Enfin, elle affronta le regard d’Hester, timidement, mais sans faiblir.
— Il était bon à sa manière, mais il avait des choses à cacher. Il a eu une enfance plutôt dure. Il a dû mendier et grappiller ici et là, et je ne serais pas étonnée qu’il ait chapardé un peu. L’hospice a dû le mettre à la rue quand il a eu huit ans. Il n’avait pas le choix. Moi, j’avais eu de la chance. C’est seulement quand les Webber ont perdu leur fortune que j’ai su ce qu’il en était d’avoir faim, faim au point d’en avoir mal à l’estomac, et de ne plus penser qu’à autre chose qu’à manger… à manger n’importe quoi. Lui, il l’avait toujours su.
Hester se raidit. Elle n’avait pas besoin de l’imaginer, elle avait lu cela sur trop de visages.
— Il avait de mauvaises fréquentations, continua Mary. Je suis au courant, parce qu’il ne me l’a jamais caché. Mais je n’ai jamais coupé les ponts avec lui. L’important pour moi était qu’il reste en vie.
Elle prit une profonde inspiration.
— Mais je ne savais pas tout, sinon j’aurais eu bien plus peur pour lui.
Les muscles noués, Hester changea de position sans y penser.

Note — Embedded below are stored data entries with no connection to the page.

use std::{
    sync::{mpsc, Barrier},
    thread,
};

use log::{debug, error};
use nalgebra::{Dim, Matrix, RealField, Storage, StorageMut, U1};

#[cfg(feature = "serde-serialize")]
use serde::{Deserialize, Serialize};

use crate::{
    classify, controller,
    store::{MatrixStore, ReducedSystem},
    worker::{self, WorkerDescriptor},
    Error, LSolver, DEFAULT_THREADS,
};

/// The two rendezvous points of an elimination round, each shared by the controller and every
/// worker.
pub(crate) struct BarrierPair {
    /// passed once the controller has normalized the pivot row
    normalized: Barrier,
    /// passed once every worker has eliminated the pivot column from its rows
    eliminated: Barrier,
}

impl BarrierPair {
    fn new(workers: usize) -> Self {
        Self {
            normalized: Barrier::new(workers + 1),
            eliminated: Barrier::new(workers + 1),
        }
    }

    pub fn wait_normalized(&self) {
        self.normalized.wait();
    }

    pub fn wait_eliminated(&self) {
        self.eliminated.wait();
    }
}

/// State shared by the controller and the worker pool for the duration of one solve.
pub(crate) struct Shared<T> {
    pub store: MatrixStore<T>,
    pub barriers: BarrierPair,
}

/// Multi-threaded Gaussian elimination solver.
///
/// Forward elimination is shared between the calling thread, which acts as the controller, and a
/// pool of `threads` workers spawned for each solve. Back-substitution runs on the calling thread
/// once the pool has been joined.
#[cfg_attr(feature = "serde-serialize", derive(Serialize, Deserialize))]
#[derive(Clone, Copy, Debug, PartialEq, Eq)]
pub struct Gauss {
    /// number of worker threads
    threads: usize,
    /// report zero pivots and non-finite solution components as errors
    check_finite: bool,
    /// stack size requested for workers `k >= .0`
    #[cfg_attr(feature = "serde-serialize", serde(skip))]
    worker_stack: Option<(usize, usize)>,
}

impl Default for Gauss {
    fn default() -> Self {
        Self::new(DEFAULT_THREADS)
    }
}

impl Gauss {
    /// Creates a new solver using `threads` worker threads.
    pub fn new(threads: usize) -> Self {
        Self {
            threads,
            check_finite: true,
            worker_stack: None,
        }
    }

    /// Requests a stack of `size` bytes for every worker from `first_worker` on.
    #[cfg(test)]
    pub(crate) fn with_worker_stack(mut self, first_worker: usize, size: usize) -> Self {
        self.worker_stack = Some((first_worker, size));
        self
    }

    /// Enables or disables the post-solve check for zero pivots and non-finite components.
    ///
    /// With the check disabled a singular system still "succeeds" and the caller is responsible
    /// for inspecting the solution.
    pub fn with_finite_check(mut self, check_finite: bool) -> Self {
        self.check_finite = check_finite;
        self
    }

    pub fn threads(&self) -> usize {
        self.threads
    }

    pub fn check_finite(&self) -> bool {
        self.check_finite
    }

    /// Solves the row-major `n`-by-`m` system `a x = b`, writing the solution into `x`.
    pub fn solve_slices<T>(
        &self,
        a: &[T],
        b: &[T],
        x: &mut [T],
        n: usize,
        m: usize,
    ) -> Result<(), Error>
    where
        T: RealField + Copy,
    {
        self.validate(n, m, a.len(), b.len(), x.len())?;

        let (reduced, zero_pivot) = self.eliminate(MatrixStore::from_slices(a, b, n))?;
        controller::reverse_move(&reduced, x);
        self.finish(zero_pivot, x)
    }

    fn validate(
        &self,
        n: usize,
        m: usize,
        a_len: usize,
        b_len: usize,
        x_len: usize,
    ) -> Result<(), Error> {
        if self.threads == 0 {
            return Err(Error::IllegalInput {
                msg: "the worker pool needs at least one thread".into(),
            });
        }
        if n == 0 || m == 0 {
            return Err(Error::EmptySystem { n, m });
        }
        if n != m {
            return Err(Error::DimensionMismatch { n, m });
        }

        let Some(entries) = n.checked_mul(m) else {
            return Err(Error::IllegalInput {
                msg: format!("a {}x{} system does not fit in memory", n, m),
            });
        };

        [("a", entries, a_len), ("b", n, b_len), ("x", n, x_len)]
            .into_iter()
            .find(|(_, expected, actual)| expected != actual)
            .map_or(Ok(()), |(name, expected, actual)| {
                Err(Error::BufferLength {
                    name,
                    expected,
                    actual,
                })
            })
    }

    /// Runs forward elimination over `store` with a freshly spawned worker pool.
    ///
    /// Returns the reduced system once every worker has been joined, along with the first column
    /// that had a zero pivot.
    fn eliminate<T>(&self, store: MatrixStore<T>) -> Result<(ReducedSystem<T>, Option<usize>), Error>
    where
        T: RealField + Copy,
    {
        let n = store.dim();
        debug!("Gauss::eliminate n={}, threads={}", n, self.threads);

        let shared = Shared {
            store,
            barriers: BarrierPair::new(self.threads),
        };

        let zero_pivot = thread::scope(|scope| -> Result<Option<usize>, Error> {
            let mut launches = Vec::with_capacity(self.threads);
            let mut handles = Vec::with_capacity(self.threads);

            for k in 0..self.threads {
                let desc = WorkerDescriptor::new(k, self.threads);
                let (launch, launched) = mpsc::channel::<()>();
                let shared = &shared;

                // A worker only enters the barrier protocol once the whole pool exists. If a
                // spawn fails, dropping `launches` sends every spawned worker home instead.
                let mut builder = thread::Builder::new().name(format!("gauss-worker-{}", k));
                if let Some((first_worker, size)) = self.worker_stack {
                    if k >= first_worker {
                        builder = builder.stack_size(size);
                    }
                }
                let handle = builder
                    .spawn_scoped(scope, move || {
                        if launched.recv().is_ok() {
                            worker::run(desc, shared);
                        }
                    })
                    .map_err(|source| {
                        error!("Gauss::eliminate failed to spawn worker {}: {}", k, source);
                        Error::Spawn { worker: k, source }
                    })?;

                launches.push(launch);
                handles.push(handle);
            }

            for launch in &launches {
                // the receiver lives until its worker has been launched
                let _ = launch.send(());
            }

            let zero_pivot = controller::direct_move(&shared);

            join_pool(handles)?;

            Ok(zero_pivot)
        })?;

        debug!("Gauss::eliminate done, zero_pivot={:?}", zero_pivot);
        Ok((shared.store.into_rows(), zero_pivot))
    }

    fn finish<T>(&self, zero_pivot: Option<usize>, x: &[T]) -> Result<(), Error>
    where
        T: RealField + Copy,
    {
        if !self.check_finite {
            return Ok(());
        }
        if let Some(col) = zero_pivot {
            return Err(Error::ZeroPivot { col });
        }
        classify(x)
    }
}

/// Joins every worker, then reports the first one that panicked.
///
/// The whole pool is joined before returning so that no panic is left for the enclosing scope to
/// propagate.
fn join_pool(handles: Vec<thread::ScopedJoinHandle<'_, ()>>) -> Result<(), Error> {
    let panicked: Vec<usize> = handles
        .into_iter()
        .enumerate()
        .filter_map(|(worker, handle)| handle.join().err().map(|_| worker))
        .collect();

    match panicked.first() {
        Some(&worker) => {
            error!("Gauss::eliminate workers {:?} panicked", panicked);
            Err(Error::WorkerPanicked { worker })
        }
        None => Ok(()),
    }
}

impl<T, D> LSolver<T, D> for Gauss
where
    T: RealField + Copy,
    D: Dim,
{
    fn num_threads(&self) -> usize {
        self.threads
    }

    fn solve<SA, SB, SC>(
        &self,
        mat_a: &Matrix<T, D, D, SA>,
        x: &mut Matrix<T, D, U1, SB>,
        b: &Matrix<T, D, U1, SC>,
    ) -> Result<(), Error>
    where
        SA: Storage<T, D, D>,
        SB: StorageMut<T, D>,
        SC: Storage<T, D>,
    {
        let (n, m) = mat_a.shape();
        self.validate(n, m, mat_a.len(), b.nrows(), x.nrows())?;

        let (reduced, zero_pivot) = self.eliminate(MatrixStore::from_matrix(mat_a, b))?;
        let mut sol = vec![T::zero(); n];
        controller::reverse_move(&reduced, &mut sol);
        x.iter_mut().zip(sol.iter()).for_each(|(xi, si)| *xi = *si);

        self.finish(zero_pivot, &sol)
    }
}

— Il avait des amis douteux tout le long du fleuve, surtout à Limehouse et sur l’île aux Chiens. Trois d’entre eux ont été arrêtés après un cambriolage. On les a envoyés à Coldbath Fields. L’un d’eux y est mort, le malheureux. Il n’avait que vingt-trois ans. Les deux autres y ont perdu la santé, et un des deux au moins est alcoolique au dernier degré. C’est quand ils ont été condamnés que Durban est entré dans la police fluviale. Je ne lui ai jamais demandé s’il avait participé au cambriolage, et il ne me l’a jamais dit. Je ne voulais pas qu’il pense que l’idée m’était venue à l’esprit. Mais il était plutôt sauvage, et soupe au lait.
Elle soupira.
— Après, ç’a été différent. Il avait eu peur, et il n’a jamais repris ses mauvaises habitudes. C’est peut-être pour ça que c’était un si bon policier, parce qu’il connaissait l’envers du décor. Peut-être que vous ne pourrez rien faire pour montrer aux gens combien il était bon mais si vous essayez, je vous en serai reconnaissante jusqu’à la fin de mes jours.
Hester considéra la femme triste qui lui faisait face, seule et brisée, regrettant de ne pouvoir lui offrir davantage que des paroles.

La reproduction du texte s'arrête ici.